Here are some sample sound bites from some of the HPE folks. The customer interviews will appear on HPE's website over the coming weeks, and I'll let those subjects tell their stories in their own words.
Bill: The story's landscape has radically changed as you and I have talked before, certainly over the last year, let alone the last four or five years. And customer conversations are moving from, you know, what I call flux capacitors and storage megaflops to how do we sort of get applications…
Mark: Enough flux capacitors.
Bill: Yes, how do we get storage deployed or applications deployed more efficiently wrapped. What applications do we keep inside the data center and data as a result, and then what do we send outside the data center?
Gavin: The fundamental problem customers are tying to solve, we call the app data gap. This is this disparity between what the application and the user expects things to happen, and what might actually happen. So every time you see that spinning wheel waiting for data, that's the app data gap. We want to eliminate that, so we're gonna look across the whole infrastructure stack, predict and prevent problems and give you that full end-to-end, you know, experience that you want in your application.
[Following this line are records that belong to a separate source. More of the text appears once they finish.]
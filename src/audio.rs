//! Audio transport: playlist playback over a decode/playback primitive.
//!
//! [`Transport`] is the pure state machine; the audio thread owns one and
//! feeds it user commands, load completions and ticker deadlines. The
//! `rodio` adapter in `decode` supplies the primitive.

mod buffer;
mod decode;
mod player;
mod thread;
mod ticker;
mod transport;
mod types;

pub use buffer::{BufferLoader, Generation, LoadRequest, TrackBuffer};
pub use player::{AudioPlayer, PlaylistSender};
pub use transport::{Tick, Transport};
pub use types::*;

#[cfg(test)]
mod tests;
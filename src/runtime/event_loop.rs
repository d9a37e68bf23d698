use std::sync::mpsc;
use std::time::Duration;

use crossterm::event::{self, Event, KeyCode, KeyEvent, KeyEventKind};
use ratatui::{Terminal, backend::CrosstermBackend};
use tracing::debug;

use crate::app::App;
use crate::audio::{AudioCmd, AudioPlayer, TransportState};
use crate::config;
use crate::mpris::ControlCmd;
use crate::mpris::MprisHandle;
use crate::runtime::mpris_sync::update_mpris;
use crate::ui;

/// State tracked by the runtime event loop across iterations.
#[derive(Debug, Default)]
pub struct EventLoopState {
    /// Internal two-key prefix state used for `gg` handling.
    pub pending_gg: bool,
    /// Last-known active index as emitted to MPRIS.
    pub last_mpris_index: Option<usize>,
    /// Last-known transport state as emitted to MPRIS.
    pub last_mpris_state: TransportState,
    /// Last-known duration as emitted to MPRIS.
    pub last_mpris_duration: f64,
}

/// What the loop should do after a key press.
#[derive(Debug, PartialEq)]
pub enum KeyOutcome {
    Continue,
    Quit,
    Send(AudioCmd),
}

/// Main terminal event loop: handles input, UI drawing, sync with the audio
/// thread and MPRIS. Returns `Ok(())` when shutdown is requested.
pub fn run(
    terminal: &mut Terminal<CrosstermBackend<std::io::Stdout>>,
    settings: &config::Settings,
    app: &mut App,
    audio_player: &AudioPlayer,
    mpris: &MprisHandle,
    control_rx: &mpsc::Receiver<ControlCmd>,
    state: &mut EventLoopState,
) -> Result<(), Box<dyn std::error::Error>> {
    let fade_out = Duration::from_millis(settings.audio.quit_fade_out_ms);

    loop {
        // Sync playback state from audio thread; the cursor follows if enabled.
        app.refresh();

        // Keep MPRIS in sync even when playback changes come from media keys or auto-advance.
        if app.active_index() != state.last_mpris_index
            || app.info.state != state.last_mpris_state
            || app.info.duration != state.last_mpris_duration
        {
            update_mpris(mpris, app);
            state.last_mpris_index = app.active_index();
            state.last_mpris_state = app.info.state;
            state.last_mpris_duration = app.info.duration;
        } else {
            mpris.set_position(app.info.position);
        }

        terminal.draw(|f| ui::draw(f, app, &settings.ui, &settings.controls))?;

        while let Ok(cmd) = control_rx.try_recv() {
            debug!(?cmd, "MPRIS control");
            if cmd == ControlCmd::Quit {
                audio_player.quit_softly(fade_out);
                return Ok(());
            }
            for audio_cmd in control_intents(&cmd) {
                let _ = audio_player.send(audio_cmd);
            }
        }

        if event::poll(Duration::from_millis(50))? {
            if let Event::Key(key) = event::read()? {
                if key.kind != KeyEventKind::Press {
                    continue;
                }
                match handle_key_event(key, settings, app, state) {
                    KeyOutcome::Continue => {}
                    KeyOutcome::Send(cmd) => {
                        let _ = audio_player.send(cmd);
                    }
                    KeyOutcome::Quit => {
                        audio_player.quit_softly(fade_out);
                        break;
                    }
                }
            }
        }
    }

    Ok(())
}

/// Map an MPRIS control onto transport intents. `Quit` is handled by the loop.
pub fn control_intents(cmd: &ControlCmd) -> Vec<AudioCmd> {
    match cmd {
        ControlCmd::Quit => Vec::new(),
        ControlCmd::Play => vec![AudioCmd::Play],
        ControlCmd::Pause => vec![AudioCmd::Pause],
        ControlCmd::PlayPause => vec![AudioCmd::TogglePause],
        ControlCmd::Stop => vec![AudioCmd::Pause, AudioCmd::Seek(0.0)],
        ControlCmd::Next => vec![AudioCmd::Next],
        ControlCmd::Prev => vec![AudioCmd::Prev],
    }
}

pub fn handle_key_event(
    key: KeyEvent,
    settings: &config::Settings,
    app: &mut App,
    state: &mut EventLoopState,
) -> KeyOutcome {
    let gg_prefix = state.pending_gg;
    state.pending_gg = false;

    match key.code {
        KeyCode::Char('q') => return KeyOutcome::Quit,
        KeyCode::Char('g') => {
            if gg_prefix {
                app.select_first();
            } else {
                state.pending_gg = true;
            }
        }
        KeyCode::Char('G') => app.select_last(),
        KeyCode::Char('j') | KeyCode::Down => app.next(),
        KeyCode::Char('k') | KeyCode::Up => app.prev(),
        KeyCode::Char('z') => app.follow_playback_on(),
        KeyCode::Enter => {
            if let Some(i) = app.pick_selected() {
                return KeyOutcome::Send(AudioCmd::Pick(i));
            }
        }
        KeyCode::Char('p') | KeyCode::Char(' ') => {
            return KeyOutcome::Send(AudioCmd::TogglePause);
        }
        KeyCode::Char('l') => {
            app.follow_playback_on();
            return KeyOutcome::Send(AudioCmd::Next);
        }
        KeyCode::Char('h') => {
            app.follow_playback_on();
            return KeyOutcome::Send(AudioCmd::Prev);
        }
        KeyCode::Char('L') => {
            return KeyOutcome::Send(AudioCmd::SeekBy(settings.controls.seek_seconds as f64));
        }
        KeyCode::Char('H') => {
            return KeyOutcome::Send(AudioCmd::SeekBy(-(settings.controls.seek_seconds as f64)));
        }
        KeyCode::Char('+') | KeyCode::Char('=') => {
            let db = app.info.volume_db + settings.controls.volume_step_db;
            return KeyOutcome::Send(AudioCmd::SetVolume(db));
        }
        KeyCode::Char('-') => {
            let db = app.info.volume_db - settings.controls.volume_step_db;
            return KeyOutcome::Send(AudioCmd::SetVolume(db));
        }
        _ => {}
    }

    KeyOutcome::Continue
}
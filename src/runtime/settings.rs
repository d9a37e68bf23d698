use tracing::warn;

use crate::config;

/// Load settings, falling back to defaults on any problem.
///
/// Runs before logging is up, so problems are echoed to stderr too.
pub fn load_settings() -> (config::Settings, Option<String>) {
    match config::Settings::load() {
        Ok(s) => {
            if let Err(msg) = s.validate() {
                let notice = format!("invalid config, using defaults: {msg}");
                eprintln!("encore: {notice}");
                (config::Settings::default(), Some(notice))
            } else {
                (s, None)
            }
        }
        Err(e) => {
            // Config is optional; failures should not prevent the app from starting.
            let notice = format!("failed to load config, using defaults: {e}");
            eprintln!("encore: {notice}");
            (config::Settings::default(), Some(notice))
        }
    }
}

/// Record a deferred settings notice once logging is available.
pub fn log_notice(notice: Option<&str>) {
    if let Some(notice) = notice {
        warn!("{notice}");
    }
}
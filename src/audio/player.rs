use std::sync::mpsc::{self, Sender};
use std::sync::{Arc, Mutex};
use std::thread::JoinHandle;
use std::time::Duration;

use reqwest::blocking::Client;

use crate::playlist::Playlist;

use super::thread::{AudioMsg, spawn_audio_thread};
use super::types::{AudioCmd, PlaybackHandle, PlaybackInfo, TransportOptions};

pub struct AudioPlayer {
    tx: Sender<AudioMsg>,
    playback: PlaybackHandle,
    join: Mutex<Option<JoinHandle<()>>>,
}

impl AudioPlayer {
    /// Spawn the audio thread. `client` is used for track downloads.
    pub fn new(options: TransportOptions, client: Client) -> Self {
        let (tx, rx) = mpsc::channel::<AudioMsg>();
        let playback_info: PlaybackHandle = Arc::new(Mutex::new(PlaybackInfo::default()));

        let audio_handle =
            spawn_audio_thread(tx.clone(), rx, playback_info.clone(), options, client);

        Self {
            tx,
            playback: playback_info,
            join: Mutex::new(Some(audio_handle)),
        }
    }

    pub fn playback_handle(&self) -> PlaybackHandle {
        self.playback.clone()
    }

    pub fn send(&self, cmd: AudioCmd) -> Result<(), mpsc::SendError<AudioMsg>> {
        self.tx.send(AudioMsg::Cmd(cmd))
    }

    /// A sender the playlist fetch thread can deliver its result through.
    pub fn playlist_sender(&self) -> PlaylistSender {
        PlaylistSender {
            tx: self.tx.clone(),
        }
    }

    pub fn quit_softly(&self, fade_out: Duration) {
        let _ = self.send(AudioCmd::Quit {
            fade_out_ms: fade_out.as_millis() as u64,
        });

        if let Ok(mut j) = self.join.lock() {
            if let Some(h) = j.take() {
                let _ = h.join();
            }
        }
    }
}

/// One-shot delivery of the fetched playlist to the audio thread.
pub struct PlaylistSender {
    tx: Sender<AudioMsg>,
}

impl PlaylistSender {
    pub fn deliver(self, playlist: Playlist) -> Result<(), mpsc::SendError<AudioMsg>> {
        self.tx.send(AudioMsg::Playlist(playlist))
    }
}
Mark: If I was to let that out, get rid of the spinning wheel of death…
Gavin: Get rid of the spinning wheel of death.
Mark: Whatever causes that, yeah.
Gavin: Irrespective, and take the pain away from troubleshooting that, so you don't have that problem and then trying to find the needle in the haystack. Is it the server? Is it the network? Is it the storage?
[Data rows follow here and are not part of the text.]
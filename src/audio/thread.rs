use std::sync::mpsc::{Receiver, RecvTimeoutError, Sender};
use std::thread;
use std::thread::JoinHandle;
use std::time::{Duration, Instant};

use reqwest::blocking::Client;
use rodio::OutputStreamBuilder;
use rodio::mixer::Mixer;
use tracing::{debug, error, info, trace};

use crate::error::LoadError;
use crate::playlist::Playlist;

use super::buffer::{BufferLoader, Generation, TrackBuffer};
use super::decode::{DecodedTrack, RodioBuffer, RodioLoader};
use super::transport::{Tick, Transport};
use super::types::{AudioCmd, PlaybackHandle, TransportOptions, db_to_gain};

/// How long the loop sleeps when the ticker is not armed.
const IDLE_WAIT: Duration = Duration::from_millis(250);

/// Everything the audio thread reacts to.
#[derive(Debug)]
pub enum AudioMsg {
    /// A user intent.
    Cmd(AudioCmd),
    /// The playlist fetch finished.
    Playlist(Playlist),
    /// A track load finished, tagged with the generation it was issued under.
    Loaded {
        generation: Generation,
        result: Result<DecodedTrack, LoadError>,
    },
}

pub(super) fn spawn_audio_thread(
    tx: Sender<AudioMsg>,
    rx: Receiver<AudioMsg>,
    playback_info: PlaybackHandle,
    options: TransportOptions,
    client: Client,
) -> JoinHandle<()> {
    thread::spawn(move || {
        let mut stream = match OutputStreamBuilder::open_default_stream() {
            Ok(stream) => stream,
            Err(e) => {
                error!(error = %e, "no audio output device; playback disabled");
                if let Ok(mut info) = playback_info.lock() {
                    info.output_error = Some(e.to_string());
                }
                return;
            }
        };
        // rodio logs to stderr when OutputStream is dropped. That's useful in debugging,
        // but noisy for a TUI app.
        stream.log_on_drop(false);

        let mixer = stream.mixer().clone();
        let mut transport = Transport::new(RodioLoader::new(client, tx), options);
        publish(&transport, &playback_info);
        info!("audio thread started");

        loop {
            let timeout = transport.next_wakeup(Instant::now(), IDLE_WAIT);
            match rx.recv_timeout(timeout) {
                Ok(AudioMsg::Cmd(AudioCmd::Quit { fade_out_ms })) => {
                    let gain = db_to_gain(transport.volume_db());
                    if let Some(buffer) = transport.buffer_mut() {
                        // Fade out gently before stopping.
                        fade_out(buffer, gain, fade_out_ms);
                    }
                    transport.shutdown();
                    // Update shared state so UI/MPRIS don't keep showing Playing.
                    publish(&transport, &playback_info);
                    break;
                }
                Ok(msg) => handle_msg(&mut transport, msg, &mixer),
                Err(RecvTimeoutError::Timeout) => {}
                Err(RecvTimeoutError::Disconnected) => {
                    transport.shutdown();
                    break;
                }
            }

            let now = Instant::now();
            if transport.tick_due(now) {
                match transport.tick(now) {
                    Tick::Idle => {}
                    Tick::Position(position) => trace!(position, "tick"),
                    Tick::Advanced { from, to } => debug!(from, to, "track ended, advanced"),
                }
            }
            publish(&transport, &playback_info);
        }

        info!("audio thread stopped");
    })
}

fn handle_msg(transport: &mut Transport<RodioLoader>, msg: AudioMsg, mixer: &Mixer) {
    let now = Instant::now();
    match msg {
        AudioMsg::Cmd(cmd) => {
            debug!(?cmd, "audio command");
            transport.apply(cmd, now);
        }
        AudioMsg::Playlist(playlist) => transport.set_playlist(playlist),
        AudioMsg::Loaded { generation, result } => {
            let result = result.map(|track| RodioBuffer::new(track, mixer.clone()));
            transport.load_finished(generation, result, now);
        }
    }
}

fn publish<L: BufferLoader>(transport: &Transport<L>, playback_info: &PlaybackHandle) {
    if let Ok(mut info) = playback_info.lock() {
        *info = transport.snapshot(Instant::now());
    }
}

fn fade_out<B: TrackBuffer>(buffer: &mut B, from_gain: f32, fade_out_ms: u64) {
    if fade_out_ms == 0 {
        buffer.set_volume(0.0);
        return;
    }
    let steps: u64 = 20;
    let step_ms = (fade_out_ms / steps).max(1);
    for step in 1..=steps {
        let t = step as f32 / steps as f32;
        buffer.set_volume(from_gain * (1.0 - t));
        thread::sleep(Duration::from_millis(step_ms));
    }
    buffer.set_volume(0.0);
}
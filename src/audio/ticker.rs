//! Position ticker: a repeating deadline armed only while playing.

use std::time::{Duration, Instant};

#[derive(Debug, Clone)]
pub struct PositionTicker {
    interval: Duration,
    next_due: Option<Instant>,
}

impl PositionTicker {
    pub fn new(interval: Duration) -> Self {
        Self {
            interval: interval.max(Duration::from_millis(1)),
            next_due: None,
        }
    }

    #[cfg(test)]
    pub fn interval(&self) -> Duration {
        self.interval
    }

    /// Schedule the first tick one interval after `now`.
    pub fn arm(&mut self, now: Instant) {
        self.next_due = Some(now + self.interval);
    }

    pub fn cancel(&mut self) {
        self.next_due = None;
    }

    pub fn is_armed(&self) -> bool {
        self.next_due.is_some()
    }

    /// Returns true when a tick is due and schedules the following one.
    pub fn poll(&mut self, now: Instant) -> bool {
        match self.next_due {
            Some(due) if now >= due => {
                self.next_due = Some(now + self.interval);
                true
            }
            _ => false,
        }
    }

    /// How long a caller may sleep before the next tick; `idle` when disarmed.
    pub fn time_until_due(&self, now: Instant, idle: Duration) -> Duration {
        match self.next_due {
            Some(due) => due.saturating_duration_since(now),
            None => idle,
        }
    }
}
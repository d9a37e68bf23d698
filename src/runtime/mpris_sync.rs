use crate::app::App;
use crate::mpris::{MprisHandle, MprisStatus};

/// Push the active track and transport state to MPRIS.
pub fn update_mpris(mpris: &MprisHandle, app: &App) {
    let active = app.active_index();
    let track = active.and_then(|i| app.playlist().get(i));
    mpris.set_track_metadata(active, track, app.info.duration);
    mpris.set_status(MprisStatus::from_transport(app.info.state));
    mpris.set_position(app.info.position);
}
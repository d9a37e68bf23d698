use std::collections::HashMap;
use std::sync::{Arc, Mutex, mpsc::Sender};

use async_io::{Timer, block_on};
use tracing::{info, warn};
use zbus::{Connection, interface};
use zvariant::{ObjectPath, OwnedObjectPath, OwnedValue, Value};

use crate::audio::TransportState;
use crate::playlist::Track;

const BUS_NAME: &str = "org.mpris.MediaPlayer2.encore";
const OBJECT_PATH: &str = "/org/mpris/MediaPlayer2";

#[derive(Clone, Debug, PartialEq)]
pub enum ControlCmd {
    Quit,
    Play,
    Pause,
    PlayPause,
    Stop,
    Next,
    Prev,
}

/// MPRIS `PlaybackStatus` values.
#[derive(Copy, Clone, Debug, Default, PartialEq, Eq)]
pub enum MprisStatus {
    #[default]
    Stopped,
    Playing,
    Paused,
}

impl MprisStatus {
    pub fn from_transport(state: TransportState) -> Self {
        match state {
            TransportState::Empty => Self::Stopped,
            TransportState::Playing => Self::Playing,
            TransportState::Loading | TransportState::Paused => Self::Paused,
        }
    }

    fn as_str(self) -> &'static str {
        match self {
            Self::Stopped => "Stopped",
            Self::Playing => "Playing",
            Self::Paused => "Paused",
        }
    }
}

#[derive(Debug, Default)]
struct SharedState {
    status: MprisStatus,
    track_id: Option<OwnedObjectPath>,
    title: Option<String>,
    url: Option<String>,
    length_micros: Option<i64>,
    position_micros: i64,
}

pub struct MprisHandle {
    state: Arc<Mutex<SharedState>>,
}

impl MprisHandle {
    pub fn set_status(&self, status: MprisStatus) {
        if let Ok(mut s) = self.state.lock() {
            s.status = status;
        }
    }

    /// Mirror the active track. `duration` is in seconds; `0` means unknown.
    pub fn set_track_metadata(&self, index: Option<usize>, track: Option<&Track>, duration: f64) {
        let Ok(mut s) = self.state.lock() else {
            return;
        };
        match (index, track) {
            (Some(i), Some(track)) => {
                s.track_id = ObjectPath::try_from(format!("{OBJECT_PATH}/track/{i}"))
                    .ok()
                    .map(OwnedObjectPath::from);
                s.title = Some(track.label(i));
                s.url = Some(track.url.clone());
                s.length_micros = secs_to_micros(duration).filter(|&us| us > 0);
            }
            _ => {
                s.track_id = None;
                s.title = None;
                s.url = None;
                s.length_micros = None;
            }
        }
    }

    pub fn set_position(&self, position: f64) {
        if let Ok(mut s) = self.state.lock() {
            s.position_micros = secs_to_micros(position).unwrap_or(0);
        }
    }
}

fn secs_to_micros(secs: f64) -> Option<i64> {
    (secs.is_finite() && secs >= 0.0).then(|| (secs * 1_000_000.0).round() as i64)
}

fn owned(value: Value<'_>) -> Option<OwnedValue> {
    OwnedValue::try_from(value).ok()
}

struct RootIface {
    tx: Sender<ControlCmd>,
}

#[interface(name = "org.mpris.MediaPlayer2")]
impl RootIface {
    fn raise(&self) {
        // No-op for TUI.
    }

    fn quit(&self) {
        let _ = self.tx.send(ControlCmd::Quit);
    }

    #[zbus(property)]
    fn can_quit(&self) -> bool {
        true
    }

    #[zbus(property)]
    fn can_raise(&self) -> bool {
        false
    }

    #[zbus(property)]
    fn has_track_list(&self) -> bool {
        false
    }

    #[zbus(property)]
    fn identity(&self) -> &str {
        "encore"
    }

    #[zbus(property)]
    fn supported_uri_schemes(&self) -> Vec<String> {
        vec!["https".to_string()]
    }

    #[zbus(property)]
    fn supported_mime_types(&self) -> Vec<String> {
        vec![]
    }
}

struct PlayerIface {
    tx: Sender<ControlCmd>,
    state: Arc<Mutex<SharedState>>,
}

#[interface(name = "org.mpris.MediaPlayer2.Player")]
impl PlayerIface {
    fn next(&self) {
        let _ = self.tx.send(ControlCmd::Next);
    }

    fn previous(&self) {
        let _ = self.tx.send(ControlCmd::Prev);
    }

    fn play(&self) {
        let _ = self.tx.send(ControlCmd::Play);
    }

    fn pause(&self) {
        let _ = self.tx.send(ControlCmd::Pause);
    }

    fn play_pause(&self) {
        let _ = self.tx.send(ControlCmd::PlayPause);
    }

    fn stop(&self) {
        let _ = self.tx.send(ControlCmd::Stop);
    }

    #[zbus(property)]
    fn playback_status(&self) -> &str {
        let Ok(s) = self.state.lock() else {
            return "Stopped";
        };
        s.status.as_str()
    }

    #[zbus(property)]
    fn position(&self) -> i64 {
        self.state.lock().map(|s| s.position_micros).unwrap_or(0)
    }

    #[zbus(property)]
    fn can_control(&self) -> bool {
        true
    }

    #[zbus(property)]
    fn can_play(&self) -> bool {
        true
    }

    #[zbus(property)]
    fn can_pause(&self) -> bool {
        true
    }

    #[zbus(property)]
    fn can_seek(&self) -> bool {
        false
    }

    #[zbus(property)]
    fn can_go_next(&self) -> bool {
        true
    }

    #[zbus(property)]
    fn can_go_previous(&self) -> bool {
        true
    }

    #[zbus(property)]
    fn metadata(&self) -> HashMap<String, OwnedValue> {
        let mut map = HashMap::new();
        let Ok(s) = self.state.lock() else {
            return map;
        };

        if let Some(id) = s
            .track_id
            .clone()
            .and_then(|p| owned(Value::ObjectPath(p.into_inner())))
        {
            map.insert("mpris:trackid".to_string(), id);
        }
        if let Some(title) = s.title.clone().and_then(|t| owned(Value::from(t))) {
            map.insert("xesam:title".to_string(), title);
        }
        if let Some(url) = s.url.clone().and_then(|u| owned(Value::from(u))) {
            map.insert("xesam:url".to_string(), url);
        }
        if let Some(length) = s.length_micros.and_then(|us| owned(Value::from(us))) {
            map.insert("mpris:length".to_string(), length);
        }
        map
    }
}

pub fn spawn_mpris(tx: Sender<ControlCmd>) -> MprisHandle {
    let state = Arc::new(Mutex::new(SharedState::default()));

    let state_for_thread = state.clone();
    std::thread::spawn(move || {
        block_on(async move {
            let connection = match Connection::session().await {
                Ok(c) => c,
                Err(e) => {
                    warn!(error = %e, "MPRIS: failed to connect to session bus");
                    return;
                }
            };

            if let Err(e) = connection.request_name(BUS_NAME).await {
                warn!(error = %e, "MPRIS: failed to acquire name");
                return;
            }

            let object_server = connection.object_server();

            if let Err(e) = object_server
                .at(OBJECT_PATH, RootIface { tx: tx.clone() })
                .await
            {
                warn!(error = %e, "MPRIS: failed to register root iface");
                return;
            }

            if let Err(e) = object_server
                .at(
                    OBJECT_PATH,
                    PlayerIface {
                        tx,
                        state: state_for_thread,
                    },
                )
                .await
            {
                warn!(error = %e, "MPRIS: failed to register player iface");
                return;
            }

            info!(name = BUS_NAME, "MPRIS service registered");

            // Keep the service alive.
            loop {
                Timer::after(std::time::Duration::from_secs(3600)).await;
            }
        });
    });

    MprisHandle { state }
}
Patrick: What we've seen from customers is that their buying lines are changing from horizontal to vertical. Where in the past that you come to HPE for compute, then go to a networking vendor for networking and then a stand-alone storage vendor for storage, that is moving to more of a vertically-oriented approach in terms of "I have this workload or I have these SLAs, and I want you to provide me an integrated, tops-to-bottom experience that's gonna solve that problem for me." Whether you wanna call that hybrid IT or private cloud or a converged systems, it's sort of the same principles at the end of the day, you know, on how we essentially make our portfolio. We're a portfolio company, we think that portfolio companies in the end are gonna win, as opposed to just best of breed.
Susan: I think one of the most exciting things that we're doing is bringing artificial intelligence to the data centers. So that really is transformational. Its's really the forefront of building an autonomous data center. So we're using the capability that we acquired from HPE Nimble or Nimble Storage, HPE InfoSight, and we've building that into our portfolio. So we're using HPE InfoSight to bring that predictive analytics capability. You know, what's great about that is it covers not just storage, but the server stack, the networking, and so it really gives people insight into exactly what's happening around their storage infrastructure.
Mark: What can I say by way of summary from what they told me and what I gauged at the event without foul of the challenge I mentioned earlier. Simply put, there's loads to applaud across HPE. I mentioned Madrid's temperature earlier, and Celsius or Fahrenheit situation for HPE is fascinating. It has morphed into being among the hottest of IT providers, but it still cannot crack being among the coolest. It has a fabulous portfolio but still too often projects a feeling of impressive functionality and capability rather than one of also being inspirational and aspirational. That said, given that it's easier to fix projection than portfolio, I think the forecast remains good.